*** Opening of Dataset excerpts ***

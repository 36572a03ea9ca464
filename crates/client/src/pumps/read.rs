//! WebSocket read pump: routes replies and dispatches pushes.

use std::sync::Arc;

use futures_util::StreamExt;
use serde::de::DeserializeOwned;
use tokio_tungstenite::tungstenite;
use tokio_util::sync::CancellationToken;
use tracing::{debug, trace, warn};

use askhub_protocol::constants::{MessageType, WS_MAX_MESSAGE_SIZE, WS_PONG_WAIT, is_end_token};
use askhub_protocol::envelope::Message;
use askhub_protocol::messages::{
    AnswerBackRequest, AnswerFailedEvent, AnswerTokenPayload, ExpertPresenceEvent,
    IntroductionEvent, QuestionEvent, StreamTokenEvent,
};

use crate::handler::ClientHandler;
use crate::ws_client::Shared;

/// Reads messages from the WebSocket and dispatches them.
///
/// Any incoming frame resets the pong deadline; if nothing arrives within
/// [`WS_PONG_WAIT`] the connection is considered dead and the loop exits.
/// On exit outstanding requests fail and the handler is told.
pub(crate) async fn read_pump<S>(
    mut read: S,
    shared: Arc<Shared>,
    handler: Arc<dyn ClientHandler>,
    cancel: CancellationToken,
) where
    S: StreamExt<Item = Result<tungstenite::Message, tungstenite::Error>> + Unpin,
{
    let pong_deadline = tokio::time::sleep(WS_PONG_WAIT);
    tokio::pin!(pong_deadline);

    loop {
        tokio::select! {
            _ = cancel.cancelled() => break,

            () = &mut pong_deadline => {
                warn!(identity = %shared.identity, "pong timeout, closing");
                break;
            }

            msg = read.next() => {
                match msg {
                    Some(Ok(msg)) => {
                        pong_deadline.as_mut().reset(tokio::time::Instant::now() + WS_PONG_WAIT);

                        match msg {
                            tungstenite::Message::Text(text) => {
                                handle_text_message(&text, &shared, &handler).await;
                            }
                            tungstenite::Message::Ping(data) => {
                                trace!("received ping, sending pong");
                                let _ = shared.write_tx.send(tungstenite::Message::Pong(data)).await;
                            }
                            tungstenite::Message::Close(_) => {
                                debug!(identity = %shared.identity, "received close frame");
                                break;
                            }
                            _ => {}
                        }
                    }
                    Some(Err(e)) => {
                        warn!(identity = %shared.identity, "WebSocket read error: {e}");
                        break;
                    }
                    None => {
                        debug!(identity = %shared.identity, "WebSocket stream ended");
                        break;
                    }
                }
            }
        }
    }

    shared.fail_all().await;
    handler.on_disconnected().await;
}

/// Handles a text message from the WebSocket.
pub(crate) async fn handle_text_message(
    text: &str,
    shared: &Arc<Shared>,
    handler: &Arc<dyn ClientHandler>,
) {
    if text.len() > WS_MAX_MESSAGE_SIZE {
        warn!("message too large ({} bytes), dropping", text.len());
        return;
    }

    let msg: Message = match serde_json::from_str(text) {
        Ok(m) => m,
        Err(e) => {
            warn!("failed to parse message: {e}");
            return;
        }
    };

    trace!(msg_type = ?msg.msg_type, id = %msg.id, "received message");

    if msg.msg_type == MessageType::StreamToken {
        relay_stream_token(&msg, shared).await;
        return;
    }

    if let Some(tx) = shared.pending.lock().await.remove(&msg.id) {
        let _ = tx.send(msg);
        return;
    }

    dispatch_push(msg, shared, handler).await;
}

/// Forwards a listened-to token to its subscription.
async fn relay_stream_token(msg: &Message, shared: &Shared) {
    let Some(event) = payload::<StreamTokenEvent>(msg) else {
        return;
    };
    let mut streams = shared.streams.lock().await;
    let Some(tx) = streams.get(&msg.id) else {
        debug!(id = %msg.id, from = %event.from, "token for unknown subscription");
        return;
    };
    let end = is_end_token(&event.token);
    if tx.send(event.token).is_err() || end {
        streams.remove(&msg.id);
    }
}

async fn dispatch_push(msg: Message, shared: &Arc<Shared>, handler: &Arc<dyn ClientHandler>) {
    match msg.msg_type {
        MessageType::GetAnswer => {
            let Some(question) = payload::<QuestionEvent>(&msg) else {
                return;
            };
            // Answering may take a while; keep reading meanwhile.
            let shared = Arc::clone(shared);
            let handler = Arc::clone(handler);
            tokio::spawn(async move {
                let correlation_id = question.correlation_id.clone();
                if let Some(reply) = handler.on_question(question).await {
                    shared.answer(correlation_id, reply).await;
                }
            });
        }
        MessageType::Introduce => {
            if let Some(intro) = payload::<IntroductionEvent>(&msg) {
                handler.on_introduction(intro).await;
            }
        }
        MessageType::Reintroduce => {
            let shared = Arc::clone(shared);
            let handler = Arc::clone(handler);
            tokio::spawn(async move {
                shared.reintroduce().await;
                handler.on_reintroduce().await;
            });
        }
        MessageType::ExpertJoined => {
            if let Some(event) = payload::<ExpertPresenceEvent>(&msg) {
                handler.on_expert_joined(event.identity).await;
            }
        }
        MessageType::ExpertLeft => {
            if let Some(event) = payload::<ExpertPresenceEvent>(&msg) {
                handler.on_expert_left(event.identity).await;
            }
        }
        MessageType::AnswerReceived => {
            if let Some(answer) = payload::<AnswerBackRequest>(&msg) {
                handler.on_answer_received(answer).await;
            }
        }
        MessageType::AnswerToken => {
            if let Some(token) = payload::<AnswerTokenPayload>(&msg) {
                handler.on_answer_token(token).await;
            }
        }
        MessageType::AnswerFailed => {
            if let Some(failure) = payload::<AnswerFailedEvent>(&msg) {
                handler.on_answer_failed(failure).await;
            }
        }
        other => {
            debug!(msg_type = ?other, id = %msg.id, "unhandled push");
        }
    }
}

fn payload<T: DeserializeOwned>(msg: &Message) -> Option<T> {
    match msg.parse_payload::<T>() {
        Ok(Some(p)) => Some(p),
        Ok(None) => {
            warn!(msg_type = ?msg.msg_type, id = %msg.id, "push without payload");
            None
        }
        Err(e) => {
            warn!(msg_type = ?msg.msg_type, id = %msg.id, "invalid push payload: {e}");
            None
        }
    }
}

*** Close of Dataset excerpts ***

Try it: Copy out every entry again, exactly as it was given.

Result for this exercise:
repository 36572a03ea9ca464
filename crates/client/src/pumps/read.rs
//! WebSocket read pump: routes replies and dispatches pushes.

use std::sync::Arc;

use futures_util::StreamExt;
use serde::de::DeserializeOwned;
use tokio_tungstenite::tungstenite;
use tokio_util::sync::CancellationToken;
use tracing::{debug, trace, warn};

use askhub_protocol::constants::{MessageType, WS_MAX_MESSAGE_SIZE, WS_PONG_WAIT, is_end_token};
use askhub_protocol::envelope::Message;
use askhub_protocol::messages::{
    AnswerBackRequest, AnswerFailedEvent, AnswerTokenPayload, ExpertPresenceEvent,
    IntroductionEvent, QuestionEvent, StreamTokenEvent,
};

use crate::handler::ClientHandler;
use crate::ws_client::Shared;

/// Reads messages from the WebSocket and dispatches them.
///
/// Any incoming frame resets the pong deadline; if nothing arrives within
/// [`WS_PONG_WAIT`] the connection is considered dead and the loop exits.
/// On exit outstanding requests fail and the handler is told.
pub(crate) async fn read_pump<S>(
    mut read: S,
    shared: Arc<Shared>,
    handler: Arc<dyn ClientHandler>,
    cancel: CancellationToken,
) where
    S: StreamExt<Item = Result<tungstenite::Message, tungstenite::Error>> + Unpin,
{
    let pong_deadline = tokio::time::sleep(WS_PONG_WAIT);
    tokio::pin!(pong_deadline);

    loop {
        tokio::select! {
            _ = cancel.cancelled() => break,

            () = &mut pong_deadline => {
                warn!(identity = %shared.identity, "pong timeout, closing");
                break;
            }

            msg = read.next() => {
                match msg {
                    Some(Ok(msg)) => {
                        pong_deadline.as_mut().reset(tokio::time::Instant::now() + WS_PONG_WAIT);

                        match msg {
                            tungstenite::Message::Text(text) => {
                                handle_text_message(&text, &shared, &handler).await;
                            }
                            tungstenite::Message::Ping(data) => {
                                trace!("received ping, sending pong");
                                let _ = shared.write_tx.send(tungstenite::Message::Pong(data)).await;
                            }
                            tungstenite::Message::Close(_) => {
                                debug!(identity = %shared.identity, "received close frame");
                                break;
                            }
                            _ => {}
                        }
                    }
                    Some(Err(e)) => {
                        warn!(identity = %shared.identity, "WebSocket read error: {e}");
                        break;
                    }
                    None => {
                        debug!(identity = %shared.identity, "WebSocket stream ended");
                        break;
                    }
                }
            }
        }
    }

    shared.fail_all().await;
    handler.on_disconnected().await;
}

/// Handles a text message from the WebSocket.
pub(crate) async fn handle_text_message(
    text: &str,
    shared: &Arc<Shared>,
    handler: &Arc<dyn ClientHandler>,
) {
    if text.len() > WS_MAX_MESSAGE_SIZE {
        warn!("message too large ({} bytes), dropping", text.len());
        return;
    }

    let msg: Message = match serde_json::from_str(text) {
        Ok(m) => m,
        Err(e) => {
            warn!("failed to parse message: {e}");
            return;
        }
    };

    trace!(msg_type = ?msg.msg_type, id = %msg.id, "received message");

    if msg.msg_type == MessageType::StreamToken {
        relay_stream_token(&msg, shared).await;
        return;
    }

    if let Some(tx) = shared.pending.lock().await.remove(&msg.id) {
        let _ = tx.send(msg);
        return;
    }

    dispatch_push(msg, shared, handler).await;
}

/// Forwards a listened-to token to its subscription.
async fn relay_stream_token(msg: &Message, shared: &Shared) {
    let Some(event) = payload::<StreamTokenEvent>(msg) else {
        return;
    };
    let mut streams = shared.streams.lock().await;
    let Some(tx) = streams.get(&msg.id) else {
        debug!(id = %msg.id, from = %event.from, "token for unknown subscription");
        return;
    };
    let end = is_end_token(&event.token);
    if tx.send(event.token).is_err() || end {
        streams.remove(&msg.id);
    }
}

async fn dispatch_push(msg: Message, shared: &Arc<Shared>, handler: &Arc<dyn ClientHandler>) {
    match msg.msg_type {
        MessageType::GetAnswer => {
            let Some(question) = payload::<QuestionEvent>(&msg) else {
                return;
            };
            // Answering may take a while; keep reading meanwhile.
            let shared = Arc::clone(shared);
            let handler = Arc::clone(handler);
            tokio::spawn(async move {
                let correlation_id = question.correlation_id.clone();
                if let Some(reply) = handler.on_question(question).await {
                    shared.answer(correlation_id, reply).await;
                }
            });
        }
        MessageType::Introduce => {
            if let Some(intro) = payload::<IntroductionEvent>(&msg) {
                handler.on_introduction(intro).await;
            }
        }
        MessageType::Reintroduce => {
            let shared = Arc::clone(shared);
            let handler = Arc::clone(handler);
            tokio::spawn(async move {
                shared.reintroduce().await;
                handler.on_reintroduce().await;
            });
        }
        MessageType::ExpertJoined => {
            if let Some(event) = payload::<ExpertPresenceEvent>(&msg) {
                handler.on_expert_joined(event.identity).await;
            }
        }
        MessageType::ExpertLeft => {
            if let Some(event) = payload::<ExpertPresenceEvent>(&msg) {
                handler.on_expert_left(event.identity).await;
            }
        }
        MessageType::AnswerReceived => {
            if let Some(answer) = payload::<AnswerBackRequest>(&msg) {
                handler.on_answer_received(answer).await;
            }
        }
        MessageType::AnswerToken => {
            if let Some(token) = payload::<AnswerTokenPayload>(&msg) {
                handler.on_answer_token(token).await;
            }
        }
        MessageType::AnswerFailed => {
            if let Some(failure) = payload::<AnswerFailedEvent>(&msg) {
                handler.on_answer_failed(failure).await;
            }
        }
        other => {
            debug!(msg_type = ?other, id = %msg.id, "unhandled push");
        }
    }
}

fn payload<T: DeserializeOwned>(msg: &Message) -> Option<T> {
    match msg.parse_payload::<T>() {
        Ok(Some(p)) => Some(p),
        Ok(None) => {
            warn!(msg_type = ?msg.msg_type, id = %msg.id, "push without payload");
            None
        }
        Err(e) => {
            warn!(msg_type = ?msg.msg_type, id = %msg.id, "invalid push payload: {e}");
            None
        }
    }
}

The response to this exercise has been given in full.